-- Opening Marker --

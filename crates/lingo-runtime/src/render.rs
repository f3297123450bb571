#![forbid(unsafe_code)]

//! Evaluates parsed templates against values.

use chrono::{DateTime, Utc};
use lingo_catalog::{
    Locale, OrdinalRule, PluralCategory, PluralRule, PluralSelector, Segment, Template,
};
use lingo_format::{
    DateTimeFormatOptions, DateTimeStyle, Formats, NumberFormatOptions, TimeZone,
    format_date_time, format_number,
};

use crate::error::{IntlError, IntlErrorCode};
use crate::values::{Layered, Value};

/// Everything a template needs from its scope.
pub(crate) struct RenderContext<'a> {
    pub locale: &'a Locale,
    pub time_zone: Option<TimeZone>,
    pub formats: &'a Formats,
    pub values: Layered<'a>,
    /// Called before a date is formatted without an explicit zone.
    pub missing_time_zone: &'a dyn Fn(),
}

/// Render `template`, or describe the first failure.
pub(crate) fn render(template: &Template, ctx: &RenderContext<'_>) -> Result<String, IntlError> {
    let mut out = String::new();
    render_segments(template.segments(), ctx, None, &mut out)?;
    Ok(out)
}

fn render_segments(
    segments: &[Segment],
    ctx: &RenderContext<'_>,
    pound: Option<f64>,
    out: &mut String,
) -> Result<(), IntlError> {
    for segment in segments {
        match segment {
            Segment::Text(text) => out.push_str(text),
            Segment::Argument(name) => {
                let value = lookup(ctx, name)?;
                out.push_str(&display(value, ctx)?);
            }
            Segment::Number { arg, style } => {
                let number = numeric(lookup(ctx, arg)?, arg)?;
                let options = number_options(style.as_deref(), ctx.formats)?;
                out.push_str(&number_text(number, &options, ctx)?);
            }
            Segment::Date { arg, style } => {
                let options = date_options(style.as_deref(), ctx.formats, DateKind::Date)?;
                out.push_str(&date_text(lookup(ctx, arg)?, arg, &options, ctx)?);
            }
            Segment::Time { arg, style } => {
                let options = date_options(style.as_deref(), ctx.formats, DateKind::Time)?;
                out.push_str(&date_text(lookup(ctx, arg)?, arg, &options, ctx)?);
            }
            Segment::Plural {
                arg,
                ordinal,
                offset,
                arms,
            } => {
                let value = numeric(lookup(ctx, arg)?, arg)?;
                let shifted = value - *offset as f64;
                let category = if *ordinal {
                    OrdinalRule::for_locale(ctx.locale.as_str()).categorize(shifted.trunc() as i64)
                } else {
                    PluralRule::for_locale(ctx.locale.as_str()).categorize_f64(shifted)
                };
                let exact = arms
                    .iter()
                    .find(|arm| matches!(arm.selector, PluralSelector::Exact(n) if n == value));
                let by_category = || {
                    arms.iter()
                        .find(|arm| arm.selector == PluralSelector::Category(category))
                };
                let other = || {
                    arms.iter().find(|arm| {
                        arm.selector == PluralSelector::Category(PluralCategory::Other)
                    })
                };
                if let Some(arm) = exact.or_else(by_category).or_else(other) {
                    render_segments(&arm.body, ctx, Some(shifted), out)?;
                }
            }
            Segment::Select { arg, arms } => {
                let key = lookup(ctx, arg)?.select_key();
                let arm = arms
                    .iter()
                    .find(|arm| arm.key == key)
                    .or_else(|| arms.iter().find(|arm| arm.key == "other"));
                if let Some(arm) = arm {
                    render_segments(&arm.body, ctx, pound, out)?;
                }
            }
            Segment::Pound => match pound {
                Some(count) => {
                    out.push_str(&number_text(count, &NumberFormatOptions::default(), ctx)?)
                }
                None => out.push('#'),
            },
            Segment::Tag { name, children } => {
                let mut inner = String::new();
                render_segments(children, ctx, pound, &mut inner)?;
                match ctx.values.get(name) {
                    Some(Value::Rich(render_tag)) => out.push_str(&render_tag(&inner)),
                    Some(_) => {
                        return Err(IntlError::new(
                            IntlErrorCode::FormattingError,
                            format!("value for tag `{name}` is not a function"),
                        ));
                    }
                    None => {
                        return Err(IntlError::new(
                            IntlErrorCode::FormattingError,
                            format!("no function provided for tag `{name}`"),
                        ));
                    }
                }
            }
        }
    }
    Ok(())
}

fn lookup<'a>(ctx: &RenderContext<'a>, name: &str) -> Result<&'a Value, IntlError> {
    ctx.values.get(name).ok_or_else(|| {
        IntlError::new(
            IntlErrorCode::FormattingError,
            format!("the intl string context variable `{name}` was not provided"),
        )
    })
}

fn numeric(value: &Value, name: &str) -> Result<f64, IntlError> {
    value.as_f64().ok_or_else(|| {
        IntlError::new(
            IntlErrorCode::FormattingError,
            format!("value for `{name}` is not a number"),
        )
    })
}

fn display(value: &Value, ctx: &RenderContext<'_>) -> Result<String, IntlError> {
    match value {
        Value::Str(s) => Ok(s.clone()),
        Value::Number(n) => number_text(*n, &NumberFormatOptions::default(), ctx),
        Value::Int(n) => number_text(*n as f64, &NumberFormatOptions::default(), ctx),
        Value::Date(d) => zoned_date_text(*d, &DateTimeFormatOptions::default(), ctx),
        Value::Rich(_) => Err(IntlError::new(
            IntlErrorCode::FormattingError,
            "a tag function cannot be interpolated as text",
        )),
    }
}

fn number_text(
    value: f64,
    options: &NumberFormatOptions,
    ctx: &RenderContext<'_>,
) -> Result<String, IntlError> {
    format_number(value, options, ctx.locale).map_err(|e| IntlError::from_format(&e))
}

fn date_text(
    value: &Value,
    name: &str,
    options: &DateTimeFormatOptions,
    ctx: &RenderContext<'_>,
) -> Result<String, IntlError> {
    let Value::Date(instant) = value else {
        return Err(IntlError::new(
            IntlErrorCode::FormattingError,
            format!("value for `{name}` is not a date"),
        ));
    };
    zoned_date_text(*instant, options, ctx)
}

fn zoned_date_text(
    instant: DateTime<Utc>,
    options: &DateTimeFormatOptions,
    ctx: &RenderContext<'_>,
) -> Result<String, IntlError> {
    if options.time_zone.is_none() {
        (ctx.missing_time_zone)();
    }
    format_date_time(instant, options, ctx.locale, ctx.time_zone)
        .map_err(|e| IntlError::from_format(&e))
}

fn number_options(style: Option<&str>, formats: &Formats) -> Result<NumberFormatOptions, IntlError> {
    match style {
        None => Ok(NumberFormatOptions::default()),
        Some(name) => {
            if let Some(preset) = formats.number.get(name) {
                return Ok(preset.clone());
            }
            match name {
                "integer" => Ok(NumberFormatOptions::integer()),
                "percent" => Ok(NumberFormatOptions::percent()),
                _ => Err(missing_format("number", name)),
            }
        }
    }
}

#[derive(Clone, Copy)]
enum DateKind {
    Date,
    Time,
}

fn date_options(
    style: Option<&str>,
    formats: &Formats,
    kind: DateKind,
) -> Result<DateTimeFormatOptions, IntlError> {
    let Some(name) = style else {
        return Ok(match kind {
            DateKind::Date => DateTimeFormatOptions::default(),
            DateKind::Time => DateTimeFormatOptions::time(DateTimeStyle::Medium),
        });
    };
    if let Some(preset) = formats.date_time.get(name) {
        return Ok(preset.clone());
    }
    match (DateTimeStyle::from_name(name), kind) {
        (Some(style), DateKind::Date) => Ok(DateTimeFormatOptions::date(style)),
        (Some(style), DateKind::Time) => Ok(DateTimeFormatOptions::time(style)),
        (None, DateKind::Date) => Err(missing_format("date", name)),
        (None, DateKind::Time) => Err(missing_format("time", name)),
    }
}

fn missing_format(kind: &str, name: &str) -> IntlError {
    IntlError::new(
        IntlErrorCode::MissingFormat,
        format!("missing {kind} format `{name}`"),
    )
}

#[cfg(test)]
mod tests {
    use super::*;
    use crate::values::Values;
    use chrono::TimeZone as _;
    use lingo_format::NumericWidth;

    fn run(source: &str, tag: &str, values: &Values, formats: &Formats) -> Result<String, IntlError> {
        let locale = Locale::parse(tag).unwrap();
        let defaults = Values::new();
        let ctx = RenderContext {
            locale: &locale,
            time_zone: None,
            formats,
            values: Layered {
                call_site: values,
                defaults: &defaults,
            },
            missing_time_zone: &|| {},
        };
        render(&Template::parse(source).unwrap(), &ctx)
    }

    fn en(source: &str, values: &Values) -> String {
        run(source, "en", values, &Formats::default()).unwrap()
    }

    #[test]
    fn interpolates_arguments() {
        let values = Values::new().with("name", "Ada").with("n", 1234);
        assert_eq!(en("Hello, {name}!", &values), "Hello, Ada!");
        assert_eq!(en("{n} points", &values), "1,234 points");
    }

    #[test]
    fn plural_with_exact_and_pound() {
        let source = "{count, plural, =0 {no items} one {# item} other {# items}}";
        assert_eq!(en(source, &Values::new().with("count", 0)), "no items");
        assert_eq!(en(source, &Values::new().with("count", 1)), "1 item");
        assert_eq!(en(source, &Values::new().with("count", 1500)), "1,500 items");
    }

    #[test]
    fn plural_offset() {
        let source = "{n, plural, offset:1 =0 {nobody} =1 {you} one {you and # other} other {you and # others}}";
        assert_eq!(en(source, &Values::new().with("n", 1)), "you");
        assert_eq!(en(source, &Values::new().with("n", 2)), "you and 1 other");
        assert_eq!(en(source, &Values::new().with("n", 4)), "you and 3 others");
    }

    #[test]
    fn plural_uses_locale_rule() {
        let source = "{n, plural, one {# fichier} other {# fichiers}}";
        let values = Values::new().with("n", 0);
        assert_eq!(
            run(source, "fr", &values, &Formats::default()).unwrap(),
            "0 fichier"
        );
    }

    #[test]
    fn selectordinal() {
        let source = "{n, selectordinal, one {#st} two {#nd} few {#rd} other {#th}}";
        assert_eq!(en(source, &Values::new().with("n", 1)), "1st");
        assert_eq!(en(source, &Values::new().with("n", 22)), "22nd");
        assert_eq!(en(source, &Values::new().with("n", 13)), "13th");
    }

    #[test]
    fn select_falls_back_to_other() {
        let source = "{g, select, female {she} male {he} other {they}}";
        assert_eq!(en(source, &Values::new().with("g", "female")), "she");
        assert_eq!(en(source, &Values::new().with("g", "robot")), "they");
    }

    #[test]
    fn rich_tags() {
        let values = Values::new()
            .with("name", "Ada")
            .with_rich("b", |inner| format!("**{inner}**"));
        assert_eq!(en("Hi <b>{name}</b>", &values), "Hi **Ada**");

        let err = run("Hi <i>there</i>", "en", &Values::new(), &Formats::default()).unwrap_err();
        assert_eq!(err.code, IntlErrorCode::FormattingError);
    }

    #[test]
    fn dates_and_named_formats() {
        let instant = chrono::Utc.with_ymd_and_hms(2020, 11, 20, 10, 36, 1).unwrap();
        let values = Values::new().with("d", instant);
        assert_eq!(en("{d, date, long}", &values), "November 20, 2020");
        assert_eq!(en("{d, time, short}", &values), "10:36 AM");

        let formats = Formats::default().with_date_time(
            "yearOnly",
            DateTimeFormatOptions {
                year: Some(NumericWidth::Numeric),
                ..Default::default()
            },
        );
        assert_eq!(run("{d, date, yearOnly}", "en", &values, &formats).unwrap(), "2020");

        let err = run("{d, date, nope}", "en", &values, &Formats::default()).unwrap_err();
        assert_eq!(err.code, IntlErrorCode::MissingFormat);
    }

    #[test]
    fn number_styles() {
        let values = Values::new().with("p", 0.25);
        assert_eq!(en("{p, number, percent}", &values), "25%");
        let formats = Formats::default().with_number("precise", NumberFormatOptions {
            maximum_fraction_digits: Some(5),
            ..Default::default()
        });
        let values = Values::new().with("x", 1.23456789);
        assert_eq!(run("{x, number, precise}", "en", &values, &formats).unwrap(), "1.23457");
    }

    #[test]
    fn missing_argument_is_a_formatting_error() {
        let err = run("Hello {name}", "en", &Values::new(), &Formats::default()).unwrap_err();
        assert_eq!(err.code, IntlErrorCode::FormattingError);
    }
}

-- Closing Marker --

> _HOW TO COMPLETE THIS TASK_
When a line in the listing has the word "they", return that line.

> _EXERCISE ANSWER_
        let source = "{g, select, female {she} male {he} other {they}}";
        assert_eq!(en(source, &Values::new().with("g", "robot")), "they");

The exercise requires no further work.